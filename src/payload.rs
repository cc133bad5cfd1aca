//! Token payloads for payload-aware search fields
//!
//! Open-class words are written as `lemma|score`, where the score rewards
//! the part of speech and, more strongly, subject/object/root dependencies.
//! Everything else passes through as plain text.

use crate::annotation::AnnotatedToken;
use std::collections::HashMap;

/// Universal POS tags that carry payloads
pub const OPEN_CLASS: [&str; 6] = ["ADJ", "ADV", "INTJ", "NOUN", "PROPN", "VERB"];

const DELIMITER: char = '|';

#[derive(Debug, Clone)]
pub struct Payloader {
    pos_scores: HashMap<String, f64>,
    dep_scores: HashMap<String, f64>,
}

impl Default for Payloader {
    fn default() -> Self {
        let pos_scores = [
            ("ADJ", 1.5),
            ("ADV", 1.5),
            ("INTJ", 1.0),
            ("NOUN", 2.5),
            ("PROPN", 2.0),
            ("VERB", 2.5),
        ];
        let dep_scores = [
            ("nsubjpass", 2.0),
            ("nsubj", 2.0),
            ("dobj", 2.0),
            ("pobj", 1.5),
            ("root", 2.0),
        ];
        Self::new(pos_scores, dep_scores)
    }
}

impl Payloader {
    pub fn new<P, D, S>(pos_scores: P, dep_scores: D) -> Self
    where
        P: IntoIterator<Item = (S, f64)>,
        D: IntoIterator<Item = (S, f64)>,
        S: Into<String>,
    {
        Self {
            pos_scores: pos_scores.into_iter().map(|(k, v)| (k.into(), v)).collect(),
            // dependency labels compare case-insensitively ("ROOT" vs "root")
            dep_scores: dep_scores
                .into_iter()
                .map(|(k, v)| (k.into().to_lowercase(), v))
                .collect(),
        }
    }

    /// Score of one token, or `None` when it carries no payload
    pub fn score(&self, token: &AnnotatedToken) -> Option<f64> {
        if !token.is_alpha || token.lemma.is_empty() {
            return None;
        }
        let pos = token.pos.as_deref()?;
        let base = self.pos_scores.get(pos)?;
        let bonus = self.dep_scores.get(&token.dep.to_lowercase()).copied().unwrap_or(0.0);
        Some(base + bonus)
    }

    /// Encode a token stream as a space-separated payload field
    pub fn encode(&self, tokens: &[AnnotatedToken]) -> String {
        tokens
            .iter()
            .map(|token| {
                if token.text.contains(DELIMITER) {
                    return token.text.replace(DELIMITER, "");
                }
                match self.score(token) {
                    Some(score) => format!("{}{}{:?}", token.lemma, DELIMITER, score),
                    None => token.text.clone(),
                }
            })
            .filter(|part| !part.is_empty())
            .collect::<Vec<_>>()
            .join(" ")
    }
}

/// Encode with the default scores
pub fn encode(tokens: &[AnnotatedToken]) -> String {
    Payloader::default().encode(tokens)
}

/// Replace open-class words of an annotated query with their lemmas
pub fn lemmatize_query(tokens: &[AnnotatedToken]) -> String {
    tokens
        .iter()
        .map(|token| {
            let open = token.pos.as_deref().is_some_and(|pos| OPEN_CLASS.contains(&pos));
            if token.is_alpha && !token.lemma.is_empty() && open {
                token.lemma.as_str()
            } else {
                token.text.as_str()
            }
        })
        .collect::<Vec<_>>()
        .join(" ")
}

# What you have to do
Exactly as written, please reproduce the lines from the first line of the data to the line containing "pub struct Payloader", inclusive, and nothing else.

# Your solution
filename src/payload.rs
repository cc133bad5cfd1aca
//! Token payloads for payload-aware search fields
//!
//! Open-class words are written as `lemma|score`, where the score rewards
//! the part of speech and, more strongly, subject/object/root dependencies.
//! Everything else passes through as plain text.

use crate::annotation::AnnotatedToken;
use std::collections::HashMap;

/// Universal POS tags that carry payloads
pub const OPEN_CLASS: [&str; 6] = ["ADJ", "ADV", "INTJ", "NOUN", "PROPN", "VERB"];

const DELIMITER: char = '|';

#[derive(Debug, Clone)]
pub struct Payloader {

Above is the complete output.